Nach drei Jahren zeigte sich bei den Kindern, die die Testlinse trugen ein um 59 Prozent geringerer Myopiezuwachs gegenüber  der  Kontrollgruppe.  Ebenso wiesen sie ein um 52 Prozent geringeres axiales Längenwachstum der Augen auf. Die Studie zeigt ebenfalls, dass es keine klinisch signifikanten Veränderungen, wie bulbäre und tarsale Rötungen, durch das lange tägliche Tragen gab. Auch fand es die Mehrzahl der Kinder leicht, die Kontaktlinsen auf- oder abzusetzen. Bei den jüngeren Kindern, die an der Studie teilnahmen, halfen die Eltern in den ersten Wochen noch mit. Die Eltern mit in die Kommunikation einzubeziehen sei ein sehr wichtiger und nicht zu unterschätzender Punkt, so Cockerill. Da Myopie- Management im (Klein-)Kindesalter anfängt, müsse man die Eltern und auch den Augenarzt eng in den Prozess mit einbinden.
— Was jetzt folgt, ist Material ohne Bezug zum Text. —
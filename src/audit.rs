//! Call accounting for any runtime.
//!
//! [`Audited<R>`] is a [`BinderRuntime`] that forwards every call to `R` and
//! records it in a ledger. Owners built over `Audited<R>` behave exactly like
//! owners over `R`; the ledger only watches. It answers the question the
//! owners exist for: did every acquired unit get released exactly once?
//!
//! The ledger is local to the calling thread. Owners moved to another thread
//! are accounted there.
//!
//! Per-handle counts (see [`LedgerConfig::per_handle`]) are keyed by address.
//! A runtime that reuses the address of a released object makes those counts
//! span several objects.

use core::{marker::PhantomData, ptr::NonNull};
use std::{cell::RefCell, collections::HashMap};

use serde::{Deserialize, Serialize};

use crate::{BinderRuntime, LedgerConfig};

/// Forwards to `R`, recording each call.
pub struct Audited<R>(PhantomData<fn() -> R>);

/// Totals of runtime calls seen on this thread.
#[derive(Debug, Clone, Copy, Default, PartialEq, Eq, Serialize, Deserialize)]
pub struct LedgerSnapshot {
    pub inc_strong: u64,
    pub dec_strong: u64,
    pub promoted: u64,
    pub promote_failed: u64,
    pub status_queried: u64,
    pub weak_deleted: u64,
    pub status_deleted: u64,
    pub parcel_deleted: u64,
    pub death_recipient_deleted: u64,
}

impl LedgerSnapshot {
    /// Strong units acquired minus strong units released.
    ///
    /// Units adopted from creation calls are invisible to the runtime, so a
    /// balanced workload that only adopts reads negative by that many.
    pub fn strong_delta(&self) -> i64 {
        (self.inc_strong + self.promoted) as i64 - self.dec_strong as i64
    }

    /// Single-owner resources released, across all kinds.
    pub fn destroyed(&self) -> u64 {
        self.weak_deleted + self.status_deleted + self.parcel_deleted + self.death_recipient_deleted
    }

    /// Calls made after `earlier` was taken.
    pub fn since(&self, earlier: &Self) -> Self {
        Self {
            inc_strong: self.inc_strong.saturating_sub(earlier.inc_strong),
            dec_strong: self.dec_strong.saturating_sub(earlier.dec_strong),
            promoted: self.promoted.saturating_sub(earlier.promoted),
            promote_failed: self.promote_failed.saturating_sub(earlier.promote_failed),
            status_queried: self.status_queried.saturating_sub(earlier.status_queried),
            weak_deleted: self.weak_deleted.saturating_sub(earlier.weak_deleted),
            status_deleted: self.status_deleted.saturating_sub(earlier.status_deleted),
            parcel_deleted: self.parcel_deleted.saturating_sub(earlier.parcel_deleted),
            death_recipient_deleted: self
                .death_recipient_deleted
                .saturating_sub(earlier.death_recipient_deleted),
        }
    }
}

#[derive(Debug, Clone, Copy)]
enum Call {
    IncStrong,
    DecStrong,
    Promoted,
    PromoteFailed,
    StatusQueried,
    WeakDelete,
    StatusDelete,
    ParcelDelete,
    DeathRecipientDelete,
}

impl Call {
    fn name(self) -> &'static str {
        match self {
            Self::IncStrong => "inc_strong",
            Self::DecStrong => "dec_strong",
            Self::Promoted => "promoted",
            Self::PromoteFailed => "promote_failed",
            Self::StatusQueried => "status_is_ok",
            Self::WeakDelete => "weak_delete",
            Self::StatusDelete => "status_delete",
            Self::ParcelDelete => "parcel_delete",
            Self::DeathRecipientDelete => "death_recipient_delete",
        }
    }
}

#[derive(Debug, Default)]
struct Ledger {
    cfg: LedgerConfig,
    counts: LedgerSnapshot,
    strong: HashMap<usize, i64>,
    destroyed: HashMap<usize, u64>,
}

impl Ledger {
    fn record(&mut self, call: Call, addr: usize) {
        if self.cfg.trace_calls {
            tracing::trace!(call = call.name(), addr, "runtime call");
        }

        match call {
            Call::IncStrong => {
                self.counts.inc_strong += 1;
                self.adjust_strong(addr, 1);
            }
            Call::DecStrong => {
                self.counts.dec_strong += 1;
                self.adjust_strong(addr, -1);
            }
            Call::Promoted => {
                self.counts.promoted += 1;
                self.adjust_strong(addr, 1);
            }
            Call::PromoteFailed => self.counts.promote_failed += 1,
            Call::StatusQueried => self.counts.status_queried += 1,
            Call::WeakDelete => {
                self.counts.weak_deleted += 1;
                self.note_destroyed(call, addr);
            }
            Call::StatusDelete => {
                self.counts.status_deleted += 1;
                self.note_destroyed(call, addr);
            }
            Call::ParcelDelete => {
                self.counts.parcel_deleted += 1;
                self.note_destroyed(call, addr);
            }
            Call::DeathRecipientDelete => {
                self.counts.death_recipient_deleted += 1;
                self.note_destroyed(call, addr);
            }
        }
    }

    fn adjust_strong(&mut self, addr: usize, by: i64) {
        if self.cfg.per_handle {
            *self.strong.entry(addr).or_default() += by;
        }
    }

    fn note_destroyed(&mut self, call: Call, addr: usize) {
        if !self.cfg.per_handle {
            return;
        }
        let count = self.destroyed.entry(addr).or_default();
        *count += 1;
        if *count > 1 {
            tracing::warn!(call = call.name(), addr, count = *count, "address released more than once");
        }
    }
}

thread_local! {
    static LEDGER: RefCell<Ledger> = RefCell::new(Ledger::default());
}

fn record(call: Call, addr: usize) {
    // Owners dropped during thread teardown may outlive the ledger.
    let _ = LEDGER.try_with(|ledger| ledger.borrow_mut().record(call, addr));
}

/// Replaces this thread's ledger configuration. Counts are kept.
pub fn configure(cfg: LedgerConfig) {
    LEDGER.with(|ledger| ledger.borrow_mut().cfg = cfg);
}

pub fn config() -> LedgerConfig {
    LEDGER.with(|ledger| ledger.borrow().cfg)
}

/// Totals recorded on this thread so far.
pub fn snapshot() -> LedgerSnapshot {
    LEDGER.with(|ledger| ledger.borrow().counts)
}

/// Clears all counts on this thread, keeping the configuration.
pub fn reset() {
    LEDGER.with(|ledger| {
        let mut ledger = ledger.borrow_mut();
        ledger.counts = LedgerSnapshot::default();
        ledger.strong.clear();
        ledger.destroyed.clear();
    });
}

/// Runs `f` and returns what it did to the runtime alongside its output.
pub fn measure<F, O>(f: F) -> (O, LedgerSnapshot)
where
    F: FnOnce() -> O,
{
    let before = snapshot();
    let out = f();
    (out, snapshot().since(&before))
}

/// Net strong units acquired on `binder` through the runtime. Always 0
/// unless per-handle tracking is on.
pub fn strong_balance<T>(binder: *const T) -> i64 {
    LEDGER.with(|ledger| ledger.borrow().strong.get(&(binder as usize)).copied().unwrap_or(0))
}

/// How many times the resource at `raw` was released. Always 0 unless
/// per-handle tracking is on.
pub fn destroy_count<T>(raw: *const T) -> u64 {
    LEDGER.with(|ledger| ledger.borrow().destroyed.get(&(raw as usize)).copied().unwrap_or(0))
}

#[inline]
fn addr<T>(raw: NonNull<T>) -> usize {
    raw.as_ptr() as usize
}

unsafe impl<R: BinderRuntime> BinderRuntime for Audited<R> {
    type Binder = R::Binder;
    type Weak = R::Weak;
    type Status = R::Status;
    type Parcel = R::Parcel;
    type DeathRecipient = R::DeathRecipient;

    unsafe fn inc_strong(binder: NonNull<R::Binder>) {
        unsafe { R::inc_strong(binder) };
        record(Call::IncStrong, addr(binder));
    }

    unsafe fn dec_strong(binder: NonNull<R::Binder>) {
        unsafe { R::dec_strong(binder) };
        record(Call::DecStrong, addr(binder));
    }

    unsafe fn weak_delete(weak: NonNull<R::Weak>) {
        unsafe { R::weak_delete(weak) };
        record(Call::WeakDelete, addr(weak));
    }

    unsafe fn weak_promote(weak: NonNull<R::Weak>) -> *mut R::Binder {
        let strong = unsafe { R::weak_promote(weak) };
        match NonNull::new(strong) {
            Some(binder) => record(Call::Promoted, addr(binder)),
            None => record(Call::PromoteFailed, addr(weak)),
        }
        strong
    }

    unsafe fn status_delete(status: NonNull<R::Status>) {
        unsafe { R::status_delete(status) };
        record(Call::StatusDelete, addr(status));
    }

    unsafe fn status_is_ok(status: NonNull<R::Status>) -> bool {
        let ok = unsafe { R::status_is_ok(status) };
        record(Call::StatusQueried, addr(status));
        ok
    }

    unsafe fn parcel_delete(parcel: NonNull<R::Parcel>) {
        unsafe { R::parcel_delete(parcel) };
        record(Call::ParcelDelete, addr(parcel));
    }

    unsafe fn death_recipient_delete(recipient: NonNull<R::DeathRecipient>) {
        unsafe { R::death_recipient_delete(recipient) };
        record(Call::DeathRecipientDelete, addr(recipient));
    }
}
Feedback zur MiSight Eintageslinse

Beispiele dafür zeigte Erik Robertstad, Augenoptiker aus Norwegen. Er passt die MiSight Eintageslinse bereits seit Februar an und empfiehlt in der Kommunikation mit Kindern und Eltern nicht von Myopie, sondern von Kurzsichtigkeit zu sprechen. Wenn man in einfachen Worten und zum Beispiel mit Hilfe einer ansprechenden Broschüre den Betroffenen vor Augen führe, was Kurzsichtigkeit sei, welche Faktoren Einfluss darauf haben und  warum
sich die Kontrolle der Myopie lohne, dann standen die Kinder und Eltern dem Thema offen gegenüber.
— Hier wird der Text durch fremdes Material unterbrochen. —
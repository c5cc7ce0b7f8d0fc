//! # TETHER
//! Deterministic lifetime management for reference-counted IPC handles.
//!
//! To "tether" is to hold something on a line of fixed length. This crate
//! holds binder objects and the resources around them so that every
//! acquisition is paired with exactly one release, no matter which path the
//! owning code takes out of scope.
//!
//! ## Owners
//! * [`ScopedResource`]: one single-owner handle, freed through its kind's
//!   [`Destroy`]. Specialized as [`ScopedWeak`], [`ScopedStatus`],
//!   [`ScopedParcel`] and [`ScopedDeathRecipient`].
//! * [`SpBinder`]: one strong refcount unit. Clone increments, drop
//!   decrements.
//!
//! ## Runtime
//! The IPC runtime itself stays outside: it is reached only through the
//! [`BinderRuntime`] trait. The `ndk` feature provides `libbinder_ndk`;
//! [`audit::Audited`] wraps any runtime to account for the calls it sees.
//!

pub mod audit;
pub mod error;
pub mod kinds;
#[cfg(feature = "ndk")]
pub mod ndk;
pub mod scoped;
pub mod strong;
pub mod traits;
pub mod types;
pub mod weak;

pub use error::*;
pub use kinds::*;
pub use scoped::*;
pub use strong::*;
pub use traits::*;
pub use types::*;
pub use weak::*;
CooperVision Active Control Technologie
Die Korrektionszonen sichern eine voll korrigierte Myopie in alle Blickrichtungen. Die Myopie-Kontrollzonen sichern permanenten Defokus vor der Netzhaut in alle Blickrichtungen. ©CooperVision

Am Nachmittag teilte sich die Gruppe in unterschiedliche Workshops auf. Es wurde diskutiert, wie die Kontaktlinsenspezialisten ihre Kunden am besten ansprechen und wie sie die Erwartungen der Eltern managen können. Im Großen und Ganzen waren sich alle einig, dass es beim Myopie-Management einer aufmerksamen Kommunikation bedarf und freuten sich darauf, die neue Linse anzupassen.

Zum Abschluss betonte Petra Zapsky nochmal, dass nur geschulte Anpasser und damit zurzeit ausschließlich die zehn anwesenden Kontaktlinsenspezialisten die neue Kontaktlinse für das Myopie-Management erhalten würden.